A consortium of investors led by Chinese venture capital company Summitview Capital recently entered into an agreement to acquire Integrated Silicon Solution Inc. (ISSI), a fabless vendor of specialized memory, for $640 million.
Though the board of directors of ISSI (Milpitas, California) has already given its approval, the deal is likely to trigger a review by the Committee of Foreign Investment in the U.S. (CIFUS), an inter-agency committee of the U.S. government that reviews the national security implications of foreign investments in U.S. companies. Because ISSI makes specialized memory chips that are sometimes used in military applications, there is some speculation that CIFUS may seek to block the acquisition by Chinese investors. (The deal also requires shareholder approval and it is not expected to close before the third quarter of 2015 at the earliest.)
The ISSI acquisition is not the only case of China looking to buy companies in the western hemisphere in general and in Silicon Valley in particular.
In August of 2014, Omnivision Technologies Inc. (Santa Clara, California), a top-three vendor of CMOS image sensors behind Sony and Samsung, received an offer from a consortium led by Hua Capital Management Ltd. (HCM) that valued the company at about $1.64 billion. The investment group includes Shanghai Pudong Science and Technology Investment Co. Ltd., a wholly state-owned limited liability company.
Omnivision's board of directors has not commented on the proposed deal except to say it is considering it. The company's stock has traded at close to $29—the offering price—since the offer was acknowledged. In a conference call held in late February to discuss the firm's financial results for the third fiscal quarter, CEO Shaw Hong, commented: "While the company's board of directors is reviewing and evaluating HCM's proposal, no decision has been made with respect to the proposed transaction." Shaw also said that Omnivision would provide no further updates on the offer except as required by law.
After seven months, it may seem like the Omnivision takeover is unlikely, but it indicates the direction that China and China's venture capital market is going in. Having risen to become the world's largest manufacturer of electronic equipment, it now wants to also become a source for the ICs that go into those systems. Moreover, making all that electronic equipment for the world has given China plenty of money that is looking for a home.

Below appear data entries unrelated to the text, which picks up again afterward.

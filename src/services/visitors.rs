//! Visitor record service

use serde_json::{Map, Value};
use std::sync::Arc;

use crate::{
    error::{AppError, AppResult},
    models::visitor::{DeleteResponse, StatusToken, Visitor},
    repository::VisitorStore,
    services::{email::VisitorNotifier, normalize},
};

/// Result of the best-effort notification that follows a write
#[derive(Debug, Clone, PartialEq, Eq)]
pub enum NotificationOutcome {
    Sent,
    Failed(String),
}

/// A record that has been written, with the outcome of its notification.
///
/// The write is authoritative: a failed notification never turns a
/// committed write into an error.
#[derive(Debug, Clone)]
pub struct Committed<T> {
    pub record: T,
    pub notification: NotificationOutcome,
}

#[derive(Clone)]
pub struct VisitorsService {
    store: Arc<dyn VisitorStore>,
    notifier: Arc<dyn VisitorNotifier>,
}

impl VisitorsService {
    pub fn new(store: Arc<dyn VisitorStore>, notifier: Arc<dyn VisitorNotifier>) -> Self {
        Self { store, notifier }
    }

    /// Register a new visitor and email their QR code
    pub async fn create(&self, input: Map<String, Value>) -> AppResult<Committed<Visitor>> {
        let draft = merge(&Visitor::default(), input)?;
        let saved = self.store.save(&draft).await?;

        let notification = self.notify(&saved).await;
        Ok(Committed { record: saved, notification })
    }

    /// List every visitor
    pub async fn find_all(&self) -> AppResult<Vec<Visitor>> {
        self.store.find_all().await
    }

    /// Get a visitor by ID
    pub async fn find_one(&self, id: i32) -> AppResult<Visitor> {
        self.store
            .find_by_id(id)
            .await?
            .ok_or_else(|| not_found(id))
    }

    /// Apply a partial update and re-send the QR code
    pub async fn update(&self, id: i32, input: Map<String, Value>) -> AppResult<Committed<Visitor>> {
        let existing = self.find_one(id).await?;
        let updated = merge(&existing, input)?;
        let saved = self.store.save(&updated).await?;

        let notification = self.notify(&saved).await;
        Ok(Committed { record: saved, notification })
    }

    /// Delete a visitor
    pub async fn remove(&self, id: i32) -> AppResult<DeleteResponse> {
        if self.store.delete_by_id(id).await? == 0 {
            return Err(not_found(id));
        }
        Ok(DeleteResponse {
            message: format!("Visitor with id {} deleted successfully", id),
        })
    }

    /// Get a visitor by national ID
    pub async fn find_by_national_id(&self, nationalid: &str) -> AppResult<Visitor> {
        self.store
            .find_by_national_id(nationalid)
            .await?
            .ok_or_else(|| {
                AppError::NotFound(format!("Visitor with national ID {} not found", nationalid))
            })
    }

    /// Apply a status token to a visitor
    pub async fn update_status(&self, id: i32, status: &str) -> AppResult<Visitor> {
        let mut visitor = self.find_one(id).await?;
        let token: StatusToken = status.parse()?;

        tracing::info!("Updating status for visitor {} to {}", id, token);
        visitor.status.apply(token);

        let saved = self.store.save(&visitor).await?;
        tracing::debug!("Saved visitor {} with status {:?}", id, saved.status);
        Ok(saved)
    }

    /// Check that visitor storage is reachable
    pub async fn ping(&self) -> AppResult<()> {
        self.store.ping().await
    }

    async fn notify(&self, visitor: &Visitor) -> NotificationOutcome {
        match self.notifier.send_visitor_qr_code(visitor).await {
            Ok(()) => {
                tracing::info!("QR code email sent for visitor {:?}", visitor.id);
                NotificationOutcome::Sent
            }
            Err(e) => {
                tracing::warn!("QR code email failed for visitor {:?}: {}", visitor.id, e);
                NotificationOutcome::Failed(e.to_string())
            }
        }
    }
}

fn not_found(id: i32) -> AppError {
    AppError::NotFound(format!("Visitor with id {} not found", id))
}

/// Normalize `input` and merge the cleaned fields onto `base`
fn merge(base: &Visitor, input: Map<String, Value>) -> AppResult<Visitor> {
    let mut record = match serde_json::to_value(base) {
        Ok(Value::Object(map)) => map,
        Ok(_) => return Err(AppError::Internal("Visitor did not serialize to an object".to_string())),
        Err(e) => return Err(AppError::Internal(format!("Failed to serialize visitor: {}", e))),
    };

    let cleaned = normalize::normalize(input, &record);
    tracing::debug!("Cleaned visitor data: {:?}", cleaned);
    record.extend(cleaned);

    serde_json::from_value(Value::Object(record))
        .map_err(|e| AppError::Validation(format!("Invalid visitor data: {}", e)))
}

Beside's Summitview, the Chinese consortium interested in ISSI includes eTown MemTek Ltd., Hua Capital and Huaqing Jiye. They have offered $19.25 per ISSI share, which values the company at $639.5 million. Since the offer was approved on March 12, ISSA stock has traded at close to the offer price. Being smaller, the ISSI deal may have more chance of getting past U.S. authorities, but it has already drawn many attempts by law firms to look into class action law suits on the grounds that the deal does not value ISSI highly enough.
If the deal does progress, ISSI's operations in Taiwan will be restructured or most likely sold, to comply with Taiwanese law, the company said in a statement.
Kevin Wang, director of director of semiconductor value chain and mobile devices research and director of China research at IHS Technology says the price to earnings ratio of a semiconductor company listed on a U.S. stock market is typically less than 20, while chip companies listed in China's stock markets have P/E ratios that will typically be higher than 40. "Chinese VCs want to buy Omnivision or ISSI and have them go public in China as a way to make easy money," says Wang.
Meanwhile, the Chinese central government is investing in the semiconductor industry and supporting Chinese semiconductor companies. For these reasons, it is much easier to raise money in China for acquisitions at this moment, says Wang .
It is also worth noting that in 2014 two Chinese companies, Jiangsu Changjiang Electronics Technology Co. Ltd. (Jiangyin, China) and Tianshui Huatian Technology Co. Ltd. (Tianshui, China), made an approach to acquire Singapore-based chip packaging company STATS ChipPAC. Huatian later terminated its offer.
So, cheaper money in China and a financial gradient that favors the acquisition of overseas companies and to be recast onto the Chinese stock market are driving Chinese VC interest in Silicon Valley firms. But, in the end, that may just be seen as one part of a business climate driving China towards dominance in electronics.